Superhero origin stories are a bit of an exception here, in that they do sort of start “at the beginning.” But you could also argue that they work to establish the character in reality, then show how power changes them: that is, they begin right before the transition point between the mundane and the magical.
It’s totally possible that kids these days grow up watching Star Wars in fictional timeline order. I pity the children.
As you know, I am very skeptical of sex-scenes-in-movies discourse, but Furiosa suffers from lack of a sex scene. If she’d fucked her boyfriend instead of just cuddling him platonically a bit, the emotional stakes of the dismemberment sequence would have been a lot clearer and more compelling. (No dismemberment without dick? is strangely what I am saying.)
Basically, Andor works in the absence of Jedi because of the presence of Jedi elsewhere in the larger story. They provide enough mythic weight that they aren’t needed everywhere.
No I’m not watching The Acolyte, I have this thing called self-respect.
Twin Peaks Fire Walk With Me is the gold standard for a transformative prequel imo, and it does precisely what you lay out here. Yes, we already know Laura will die, and how, and by whom, yet the journey of her discovering that, and achieving true self knowledge, is almost unbearable to witness. As if, by watching her suffer, we the audience are complicit in it.

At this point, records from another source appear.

//! `sdc-output` — cohort output writers for the rust_sdc framework.
//!
//! Three backends are provided behind Cargo features:
//!
//! | Feature   | Backend     | Files created                                                          |
//! |-----------|-------------|------------------------------------------------------------------------|
//! | *(none)*  | CSV         | `agent_snapshots.csv`, `tick_summaries.csv`, `generations.csv`         |
//! | `sqlite`  | SQLite      | `output.db`                                                            |
//! | `parquet` | Parquet     | `agent_snapshots.parquet`, `tick_summaries.parquet`, `generations.parquet` |
//!
//! All backends implement [`OutputWriter`] and are driven by
//! [`CohortOutputObserver`], which implements `sdc_cohort::CohortObserver`.
//!
//! # Usage
//!
//! ```rust,ignore
//! use sdc_output::{CohortOutputObserver, CsvWriter};
//!
//! let writer = CsvWriter::new(Path::new("./output"))?;
//! let mut obs = CohortOutputObserver::new(writer);
//! trainer.run(&mut cohort, &mut obs)?;
//! obs.finish();
//! obs.take_error().map(|e| eprintln!("output error: {e}"));
//! ```

pub mod csv;
pub mod error;
pub mod observer;
pub mod row;
pub mod writer;

#[cfg(feature = "sqlite")]
pub mod sqlite;

#[cfg(feature = "parquet")]
pub mod parquet;


pub use csv::CsvWriter;
pub use error::{OutputError, OutputResult};
pub use observer::CohortOutputObserver;
pub use row::{AgentSnapshotRow, GenerationRow, TickSummaryRow};
pub use writer::OutputWriter;

#[cfg(feature = "sqlite")]
pub use sqlite::SqliteWriter;

#[cfg(feature = "parquet")]
pub use parquet::ParquetWriter;
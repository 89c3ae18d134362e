//! Footprint corners and what happens when one of them touches something.

use sdc_core::{Cell, Vec2};
use sdc_surface::{Category, Surface};
use sdc_vehicle::{AgentState, TerminalKind, VehicleParams};

use crate::{SensorError, SensorResult};

// ── Footprint ─────────────────────────────────────────────────────────────────

/// Half extents of the collision rectangle.
#[derive(Copy, Clone, Debug, PartialEq)]
pub struct Footprint {
    pub half_width:  f32,
    pub half_height: f32,
}

impl From<&VehicleParams> for Footprint {
    fn from(p: &VehicleParams) -> Self {
        Self { half_width: p.half_width, half_height: p.half_height }
    }
}

impl Footprint {
    /// The four corners rotated by `-heading` about the agent's position,
    /// in the order `(+w,+h), (+w,-h), (-w,+h), (-w,-h)`.
    pub fn corners(&self, position: Vec2, heading: f32) -> [Cell; 4] {
        let (w, h) = (self.half_width, self.half_height);
        [(w, h), (w, -h), (-w, h), (-w, -h)]
            .map(|(dx, dy)| (position + Vec2::new(dx, dy).rotate_deg(-heading)).to_cell())
    }
}

// ── Policy ────────────────────────────────────────────────────────────────────

/// What a corner touching a non-drivable cell does to the agent.
#[derive(Copy, Clone, Debug, PartialEq)]
#[cfg_attr(feature = "serde", derive(serde::Serialize, serde::Deserialize))]
pub enum CollisionPolicy {
    /// Off-track kills the agent (motion kept for the last frame); markup
    /// only costs points.  Each clear corner before the first contact is
    /// counted for speed rewards.
    PenalizeAndContinue {
        offtrack_penalty: f32,
        markup_penalty:   f32,
    },
    /// Any unsafe cell costs `penalty` and stops the agent dead.
    StopOnUnsafe {
        penalty: f32,
    },
}

impl CollisionPolicy {
    pub const HIGHWAY: CollisionPolicy = CollisionPolicy::PenalizeAndContinue {
        offtrack_penalty: 100.0,
        markup_penalty:   10.0,
    };

    pub const PARKING: CollisionPolicy = CollisionPolicy::StopOnUnsafe { penalty: 10.0 };

    pub fn validate(&self) -> SensorResult<()> {
        let penalties = match *self {
            CollisionPolicy::PenalizeAndContinue { offtrack_penalty, markup_penalty } => {
                vec![offtrack_penalty, markup_penalty]
            }
            CollisionPolicy::StopOnUnsafe { penalty } => vec![penalty],
        };
        if penalties.iter().any(|p| !p.is_finite() || *p < 0.0) {
            return Err(SensorError::Policy(format!("penalties must be finite and >= 0: {self:?}")));
        }
        Ok(())
    }
}

/// The worst thing a sensing pass found.
#[derive(Copy, Clone, Debug, Default, PartialEq, Eq)]
pub enum Contact {
    #[default]
    Clear,
    Markup,
    Crash,
}

/// Outcome of one collision check.
#[derive(Copy, Clone, Debug, Default, PartialEq, Eq)]
pub struct ContactReport {
    pub contact:      Contact,
    /// Safe corners visited before the walk stopped.
    pub clear_points: u32,
}

/// Walk `state.collision_points` in order and apply `policy`.
///
/// Dead agents are not checked.
pub fn check_collision(
    state:   &mut AgentState,
    surface: &dyn Surface,
    policy:  &CollisionPolicy,
) -> ContactReport {
    let mut report = ContactReport::default();
    if !state.alive {
        return report;
    }

    for point in state.collision_points {
        let category = surface.classify(point);
        match (*policy, category) {
            (_, c) if c.is_safe() => report.clear_points += 1,

            (CollisionPolicy::PenalizeAndContinue { offtrack_penalty, .. }, Category::OffTrack) => {
                state.movement_score -= offtrack_penalty;
                state.terminate(TerminalKind::Collided);
                report.contact = Contact::Crash;
                break;
            }
            (CollisionPolicy::PenalizeAndContinue { markup_penalty, .. }, _) => {
                state.movement_score -= markup_penalty;
                report.contact = Contact::Markup;
                break;
            }

            (CollisionPolicy::StopOnUnsafe { penalty }, _) => {
                state.movement_score -= penalty;
                state.stop(TerminalKind::Collided);
                report.contact = Contact::Crash;
                break;
            }
        }
    }
    report
}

It's funny you should mention the Greek and Latin romances. I'm a big fan of the much later chansons de geste, and something I find amusing about them is once they've been established for a few centuries, the form becomes a bit rigid and they start pulling out all the Star Wars/Marvel tricks. There's one in particular that always makes me laugh because it's the by then standard story of rebellious vassals at war against the overbearing King Charlemagne, with an important subplot about how the knights Roland and Oliver first met (naturally they are foes on the battlefield who quickly become friends), and as a bonus there's a subplot to their duel in which Oliver first acquires his famous sword.